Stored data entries
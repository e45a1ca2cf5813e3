//! Core domain types for tic-tac-toe.

use serde::{Deserialize, Serialize};
use tracing::instrument;

use crate::action::MoveError;

/// Number of cells on the board.
pub const BOARD_SIZE: usize = 9;

/// Player in the game.
#[derive(
    Debug, Clone, Copy, PartialEq, Eq, Hash, Serialize, Deserialize, derive_more::Display,
)]
pub enum Player {
    /// Player X (goes first).
    X,
    /// Player O (goes second, played by the computer in [`GameMode::Computer`]).
    O,
}

impl Player {
    /// Returns the opponent player.
    pub fn opponent(self) -> Self {
        match self {
            Player::X => Player::O,
            Player::O => Player::X,
        }
    }
}

/// A cell on the tic-tac-toe board.
#[derive(Debug, Clone, Copy, PartialEq, Eq, Hash, Default, Serialize, Deserialize)]
pub enum Cell {
    /// Empty cell.
    #[default]
    Empty,
    /// Cell occupied by a player.
    Occupied(Player),
}

impl Cell {
    /// Returns the occupying player, if any.
    pub fn player(self) -> Option<Player> {
        match self {
            Cell::Empty => None,
            Cell::Occupied(player) => Some(player),
        }
    }
}

/// 3x3 tic-tac-toe board.
#[derive(Debug, Clone, Default, PartialEq, Eq, Hash, Serialize, Deserialize)]
pub struct Board {
    /// Cells in row-major order (0-8).
    pub(crate) cells: [Cell; BOARD_SIZE],
}

impl Board {
    /// Creates a new empty board.
    pub fn new() -> Self {
        Self::default()
    }

    /// Builds a board from nine cells in row-major order.
    pub fn from_cells(cells: [Cell; BOARD_SIZE]) -> Self {
        Self { cells }
    }

    /// Gets the cell at the given index (0-8).
    pub fn get(&self, index: usize) -> Option<Cell> {
        self.cells.get(index).copied()
    }

    /// Sets the cell at the given index.
    pub fn set(&mut self, index: usize, cell: Cell) -> Result<(), MoveError> {
        let slot = self
            .cells
            .get_mut(index)
            .ok_or(MoveError::OutOfRange(index))?;
        *slot = cell;
        Ok(())
    }

    /// Checks if a cell is empty. Out-of-range indices are never empty.
    pub fn is_empty(&self, index: usize) -> bool {
        matches!(self.get(index), Some(Cell::Empty))
    }

    /// Returns all cells.
    pub fn cells(&self) -> &[Cell; BOARD_SIZE] {
        &self.cells
    }

    /// Indices of every empty cell, ascending.
    #[instrument(level = "trace", skip(self))]
    pub fn empty_cells(&self) -> Vec<usize> {
        self.cells
            .iter()
            .enumerate()
            .filter(|(_, cell)| **cell == Cell::Empty)
            .map(|(index, _)| index)
            .collect()
    }

    /// True when no cell has been played.
    pub fn is_clear(&self) -> bool {
        self.cells.iter().all(|cell| *cell == Cell::Empty)
    }
}

/// Who sits in seat O.
#[derive(
    Debug,
    Clone,
    Copy,
    PartialEq,
    Eq,
    Hash,
    Default,
    Serialize,
    Deserialize,
    strum::EnumIter,
    strum::EnumString,
)]
#[serde(rename_all = "lowercase")]
#[strum(serialize_all = "lowercase", ascii_case_insensitive)]
pub enum GameMode {
    /// Two humans share the keyboard.
    #[default]
    Human,
    /// Seat O is played by the random computer mover.
    Computer,
}

impl GameMode {
    /// Returns the display label for this mode.
    pub fn label(self) -> &'static str {
        match self {
            Self::Human => "Vs Human",
            Self::Computer => "Vs Computer",
        }
    }

    /// Toggles between `Human` and `Computer`.
    pub fn toggle(self) -> Self {
        match self {
            Self::Human => Self::Computer,
            Self::Computer => Self::Human,
        }
    }
}

/// Running win tally for the session.
#[derive(Debug, Clone, Copy, Default, PartialEq, Eq, Hash, Serialize, Deserialize)]
pub struct Score {
    x: u32,
    o: u32,
}

impl Score {
    /// Wins recorded for `player`.
    pub fn get(&self, player: Player) -> u32 {
        match player {
            Player::X => self.x,
            Player::O => self.o,
        }
    }

    pub(crate) fn increment(&mut self, player: Player) {
        match player {
            Player::X => self.x += 1,
            Player::O => self.o += 1,
        }
    }
}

> What this task involves
Within the data above, the span starting at the line containing "Clone, Default, PartialEq, Eq, Hash, Serialize, Deserialize)]" and ending at the line containing "given index (0-8)." is to be retyped exactly, with no other lines.

> Task answer
#[derive(Debug, Clone, Default, PartialEq, Eq, Hash, Serialize, Deserialize)]
pub struct Board {
    /// Cells in row-major order (0-8).
    pub(crate) cells: [Cell; BOARD_SIZE],
}

impl Board {
    /// Creates a new empty board.
    pub fn new() -> Self {
        Self::default()
    }

    /// Builds a board from nine cells in row-major order.
    pub fn from_cells(cells: [Cell; BOARD_SIZE]) -> Self {
        Self { cells }
    }

    /// Gets the cell at the given index (0-8).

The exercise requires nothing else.